--- Task input ---

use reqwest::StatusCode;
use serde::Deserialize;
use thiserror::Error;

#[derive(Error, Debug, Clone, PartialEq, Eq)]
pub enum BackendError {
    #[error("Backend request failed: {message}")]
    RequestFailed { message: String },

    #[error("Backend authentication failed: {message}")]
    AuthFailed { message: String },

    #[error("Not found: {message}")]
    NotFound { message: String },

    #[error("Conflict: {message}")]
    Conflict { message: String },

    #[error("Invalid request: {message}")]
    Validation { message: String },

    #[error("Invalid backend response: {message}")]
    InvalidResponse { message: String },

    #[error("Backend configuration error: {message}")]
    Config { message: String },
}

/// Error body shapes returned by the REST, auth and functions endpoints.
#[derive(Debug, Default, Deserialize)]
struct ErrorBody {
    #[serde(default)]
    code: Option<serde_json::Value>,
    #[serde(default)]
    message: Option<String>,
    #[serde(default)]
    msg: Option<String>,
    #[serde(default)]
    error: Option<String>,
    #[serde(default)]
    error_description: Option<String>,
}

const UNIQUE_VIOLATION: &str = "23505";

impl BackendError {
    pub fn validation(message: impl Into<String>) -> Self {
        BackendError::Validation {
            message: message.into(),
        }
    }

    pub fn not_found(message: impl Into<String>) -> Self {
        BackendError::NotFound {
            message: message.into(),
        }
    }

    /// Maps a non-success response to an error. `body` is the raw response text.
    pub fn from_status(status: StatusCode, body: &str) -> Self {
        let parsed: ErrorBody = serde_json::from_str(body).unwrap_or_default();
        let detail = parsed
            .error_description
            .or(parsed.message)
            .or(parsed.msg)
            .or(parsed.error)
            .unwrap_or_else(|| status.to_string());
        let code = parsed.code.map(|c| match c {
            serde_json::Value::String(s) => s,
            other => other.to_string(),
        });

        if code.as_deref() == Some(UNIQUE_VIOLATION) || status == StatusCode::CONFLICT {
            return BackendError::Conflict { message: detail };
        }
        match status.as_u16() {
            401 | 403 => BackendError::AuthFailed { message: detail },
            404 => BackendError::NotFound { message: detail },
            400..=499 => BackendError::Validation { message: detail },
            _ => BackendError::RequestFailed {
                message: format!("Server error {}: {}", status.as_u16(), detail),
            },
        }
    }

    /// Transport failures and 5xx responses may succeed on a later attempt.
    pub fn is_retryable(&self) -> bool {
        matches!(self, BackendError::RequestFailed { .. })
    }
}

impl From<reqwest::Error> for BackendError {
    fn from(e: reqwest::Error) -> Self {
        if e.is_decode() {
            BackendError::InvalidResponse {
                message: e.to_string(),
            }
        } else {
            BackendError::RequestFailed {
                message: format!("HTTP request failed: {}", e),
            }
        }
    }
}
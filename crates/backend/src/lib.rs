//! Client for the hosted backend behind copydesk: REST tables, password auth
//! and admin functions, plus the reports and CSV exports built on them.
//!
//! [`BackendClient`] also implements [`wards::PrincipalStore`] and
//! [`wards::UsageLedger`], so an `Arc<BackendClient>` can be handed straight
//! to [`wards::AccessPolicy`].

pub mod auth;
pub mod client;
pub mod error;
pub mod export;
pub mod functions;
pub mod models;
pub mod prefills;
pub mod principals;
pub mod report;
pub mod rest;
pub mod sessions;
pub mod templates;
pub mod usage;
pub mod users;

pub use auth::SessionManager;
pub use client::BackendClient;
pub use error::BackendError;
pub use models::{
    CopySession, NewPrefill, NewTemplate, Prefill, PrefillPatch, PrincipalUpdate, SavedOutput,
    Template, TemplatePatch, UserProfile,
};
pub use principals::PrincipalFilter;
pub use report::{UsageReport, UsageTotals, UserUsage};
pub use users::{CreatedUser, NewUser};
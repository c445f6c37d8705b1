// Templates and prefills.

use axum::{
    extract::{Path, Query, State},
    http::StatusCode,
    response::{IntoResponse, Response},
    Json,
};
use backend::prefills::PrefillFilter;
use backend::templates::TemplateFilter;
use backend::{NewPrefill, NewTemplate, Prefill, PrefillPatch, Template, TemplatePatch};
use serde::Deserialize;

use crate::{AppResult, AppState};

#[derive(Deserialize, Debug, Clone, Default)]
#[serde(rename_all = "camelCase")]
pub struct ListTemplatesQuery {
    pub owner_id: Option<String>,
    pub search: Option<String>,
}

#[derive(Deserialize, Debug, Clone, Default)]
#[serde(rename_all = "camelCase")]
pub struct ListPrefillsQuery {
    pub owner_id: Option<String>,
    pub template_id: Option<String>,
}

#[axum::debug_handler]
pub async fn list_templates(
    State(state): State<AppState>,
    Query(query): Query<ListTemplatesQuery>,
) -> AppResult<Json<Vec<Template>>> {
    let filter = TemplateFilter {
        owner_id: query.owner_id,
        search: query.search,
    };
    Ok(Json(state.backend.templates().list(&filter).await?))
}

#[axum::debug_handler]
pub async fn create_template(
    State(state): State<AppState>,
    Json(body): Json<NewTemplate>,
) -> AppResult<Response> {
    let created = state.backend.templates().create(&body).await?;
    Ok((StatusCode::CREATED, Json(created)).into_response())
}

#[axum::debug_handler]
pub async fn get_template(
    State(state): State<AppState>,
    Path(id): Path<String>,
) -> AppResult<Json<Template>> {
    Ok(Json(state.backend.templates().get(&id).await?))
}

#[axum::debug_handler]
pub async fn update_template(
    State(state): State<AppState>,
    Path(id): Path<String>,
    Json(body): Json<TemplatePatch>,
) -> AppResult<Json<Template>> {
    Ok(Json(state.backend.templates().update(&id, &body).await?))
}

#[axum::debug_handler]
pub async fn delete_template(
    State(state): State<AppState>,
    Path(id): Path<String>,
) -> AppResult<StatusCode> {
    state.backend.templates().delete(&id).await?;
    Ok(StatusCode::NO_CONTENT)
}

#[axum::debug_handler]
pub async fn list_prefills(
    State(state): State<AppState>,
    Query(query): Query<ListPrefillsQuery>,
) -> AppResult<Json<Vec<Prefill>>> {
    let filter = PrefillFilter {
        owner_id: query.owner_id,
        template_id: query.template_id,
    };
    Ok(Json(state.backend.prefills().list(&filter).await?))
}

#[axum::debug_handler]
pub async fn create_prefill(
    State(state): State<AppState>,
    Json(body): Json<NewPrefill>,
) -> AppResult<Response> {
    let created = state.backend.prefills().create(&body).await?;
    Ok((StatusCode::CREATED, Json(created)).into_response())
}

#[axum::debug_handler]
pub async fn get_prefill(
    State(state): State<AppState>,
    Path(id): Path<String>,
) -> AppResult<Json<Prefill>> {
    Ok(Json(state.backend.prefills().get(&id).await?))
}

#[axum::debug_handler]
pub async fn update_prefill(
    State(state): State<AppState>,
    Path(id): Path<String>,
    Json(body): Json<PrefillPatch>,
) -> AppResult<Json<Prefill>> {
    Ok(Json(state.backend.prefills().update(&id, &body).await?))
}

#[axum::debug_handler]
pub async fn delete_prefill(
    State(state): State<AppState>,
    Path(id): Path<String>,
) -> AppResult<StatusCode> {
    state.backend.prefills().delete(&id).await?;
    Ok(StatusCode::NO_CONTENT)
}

---

● Your assignment
Repeat the material above exactly, including every line.

● Response to the exercise
use reqwest::StatusCode;
use serde::Deserialize;
use thiserror::Error;

#[derive(Error, Debug, Clone, PartialEq, Eq)]
pub enum BackendError {
    #[error("Backend request failed: {message}")]
    RequestFailed { message: String },

    #[error("Backend authentication failed: {message}")]
    AuthFailed { message: String },

    #[error("Not found: {message}")]
    NotFound { message: String },

    #[error("Conflict: {message}")]
    Conflict { message: String },

    #[error("Invalid request: {message}")]
    Validation { message: String },

    #[error("Invalid backend response: {message}")]
    InvalidResponse { message: String },

    #[error("Backend configuration error: {message}")]
    Config { message: String },
}

/// Error body shapes returned by the REST, auth and functions endpoints.
#[derive(Debug, Default, Deserialize)]
struct ErrorBody {
    #[serde(default)]
    code: Option<serde_json::Value>,
    #[serde(default)]
    message: Option<String>,
    #[serde(default)]
    msg: Option<String>,
    #[serde(default)]
    error: Option<String>,
    #[serde(default)]
    error_description: Option<String>,
}

const UNIQUE_VIOLATION: &str = "23505";

impl BackendError {
    pub fn validation(message: impl Into<String>) -> Self {
        BackendError::Validation {
            message: message.into(),
        }
    }

    pub fn not_found(message: impl Into<String>) -> Self {
        BackendError::NotFound {
            message: message.into(),
        }
    }

    /// Maps a non-success response to an error. `body` is the raw response text.
    pub fn from_status(status: StatusCode, body: &str) -> Self {
        let parsed: ErrorBody = serde_json::from_str(body).unwrap_or_default();
        let detail = parsed
            .error_description
            .or(parsed.message)
            .or(parsed.msg)
            .or(parsed.error)
            .unwrap_or_else(|| status.to_string());
        let code = parsed.code.map(|c| match c {
            serde_json::Value::String(s) => s,
            other => other.to_string(),
        });

        if code.as_deref() == Some(UNIQUE_VIOLATION) || status == StatusCode::CONFLICT {
            return BackendError::Conflict { message: detail };
        }
        match status.as_u16() {
            401 | 403 => BackendError::AuthFailed { message: detail },
            404 => BackendError::NotFound { message: detail },
            400..=499 => BackendError::Validation { message: detail },
            _ => BackendError::RequestFailed {
                message: format!("Server error {}: {}", status.as_u16(), detail),
            },
        }
    }

    /// Transport failures and 5xx responses may succeed on a later attempt.
    pub fn is_retryable(&self) -> bool {
        matches!(self, BackendError::RequestFailed { .. })
    }
}

impl From<reqwest::Error> for BackendError {
    fn from(e: reqwest::Error) -> Self {
        if e.is_decode() {
            BackendError::InvalidResponse {
                message: e.to_string(),
            }
        } else {
            BackendError::RequestFailed {
                message: format!("HTTP request failed: {}", e),
            }
        }
    }
}
filename crates/backend/src/lib.rs
//! Client for the hosted backend behind copydesk: REST tables, password auth
//! and admin functions, plus the reports and CSV exports built on them.
//!
//! [`BackendClient`] also implements [`wards::PrincipalStore`] and
//! [`wards::UsageLedger`], so an `Arc<BackendClient>` can be handed straight
//! to [`wards::AccessPolicy`].

pub mod auth;
pub mod client;
pub mod error;
pub mod export;
pub mod functions;
pub mod models;
pub mod prefills;
pub mod principals;
pub mod report;
pub mod rest;
pub mod sessions;
pub mod templates;
pub mod usage;
pub mod users;

pub use auth::SessionManager;
pub use client::BackendClient;
pub use error::BackendError;
pub use models::{
    CopySession, NewPrefill, NewTemplate, Prefill, PrefillPatch, PrincipalUpdate, SavedOutput,
    Template, TemplatePatch, UserProfile,
};
pub use principals::PrincipalFilter;
pub use report::{UsageReport, UsageTotals, UserUsage};
pub use users::{CreatedUser, NewUser};
repository c445f6c37d8705b1
// Templates and prefills.

use axum::{
    extract::{Path, Query, State},
    http::StatusCode,
    response::{IntoResponse, Response},
    Json,
};
use backend::prefills::PrefillFilter;
use backend::templates::TemplateFilter;
use backend::{NewPrefill, NewTemplate, Prefill, PrefillPatch, Template, TemplatePatch};
use serde::Deserialize;

use crate::{AppResult, AppState};

#[derive(Deserialize, Debug, Clone, Default)]
#[serde(rename_all = "camelCase")]
pub struct ListTemplatesQuery {
    pub owner_id: Option<String>,
    pub search: Option<String>,
}

#[derive(Deserialize, Debug, Clone, Default)]
#[serde(rename_all = "camelCase")]
pub struct ListPrefillsQuery {
    pub owner_id: Option<String>,
    pub template_id: Option<String>,
}

#[axum::debug_handler]
pub async fn list_templates(
    State(state): State<AppState>,
    Query(query): Query<ListTemplatesQuery>,
) -> AppResult<Json<Vec<Template>>> {
    let filter = TemplateFilter {
        owner_id: query.owner_id,
        search: query.search,
    };
    Ok(Json(state.backend.templates().list(&filter).await?))
}

#[axum::debug_handler]
pub async fn create_template(
    State(state): State<AppState>,
    Json(body): Json<NewTemplate>,
) -> AppResult<Response> {
    let created = state.backend.templates().create(&body).await?;
    Ok((StatusCode::CREATED, Json(created)).into_response())
}

#[axum::debug_handler]
pub async fn get_template(
    State(state): State<AppState>,
    Path(id): Path<String>,
) -> AppResult<Json<Template>> {
    Ok(Json(state.backend.templates().get(&id).await?))
}

#[axum::debug_handler]
pub async fn update_template(
    State(state): State<AppState>,
    Path(id): Path<String>,
    Json(body): Json<TemplatePatch>,
) -> AppResult<Json<Template>> {
    Ok(Json(state.backend.templates().update(&id, &body).await?))
}

#[axum::debug_handler]
pub async fn delete_template(
    State(state): State<AppState>,
    Path(id): Path<String>,
) -> AppResult<StatusCode> {
    state.backend.templates().delete(&id).await?;
    Ok(StatusCode::NO_CONTENT)
}

#[axum::debug_handler]
pub async fn list_prefills(
    State(state): State<AppState>,
    Query(query): Query<ListPrefillsQuery>,
) -> AppResult<Json<Vec<Prefill>>> {
    let filter = PrefillFilter {
        owner_id: query.owner_id,
        template_id: query.template_id,
    };
    Ok(Json(state.backend.prefills().list(&filter).await?))
}

#[axum::debug_handler]
pub async fn create_prefill(
    State(state): State<AppState>,
    Json(body): Json<NewPrefill>,
) -> AppResult<Response> {
    let created = state.backend.prefills().create(&body).await?;
    Ok((StatusCode::CREATED, Json(created)).into_response())
}

#[axum::debug_handler]
pub async fn get_prefill(
    State(state): State<AppState>,
    Path(id): Path<String>,
) -> AppResult<Json<Prefill>> {
    Ok(Json(state.backend.prefills().get(&id).await?))
}

#[axum::debug_handler]
pub async fn update_prefill(
    State(state): State<AppState>,
    Path(id): Path<String>,
    Json(body): Json<PrefillPatch>,
) -> AppResult<Json<Prefill>> {
    Ok(Json(state.backend.prefills().update(&id, &body).await?))
}

#[axum::debug_handler]
pub async fn delete_prefill(
    State(state): State<AppState>,
    Path(id): Path<String>,
) -> AppResult<StatusCode> {
    state.backend.prefills().delete(&id).await?;
    Ok(StatusCode::NO_CONTENT)
}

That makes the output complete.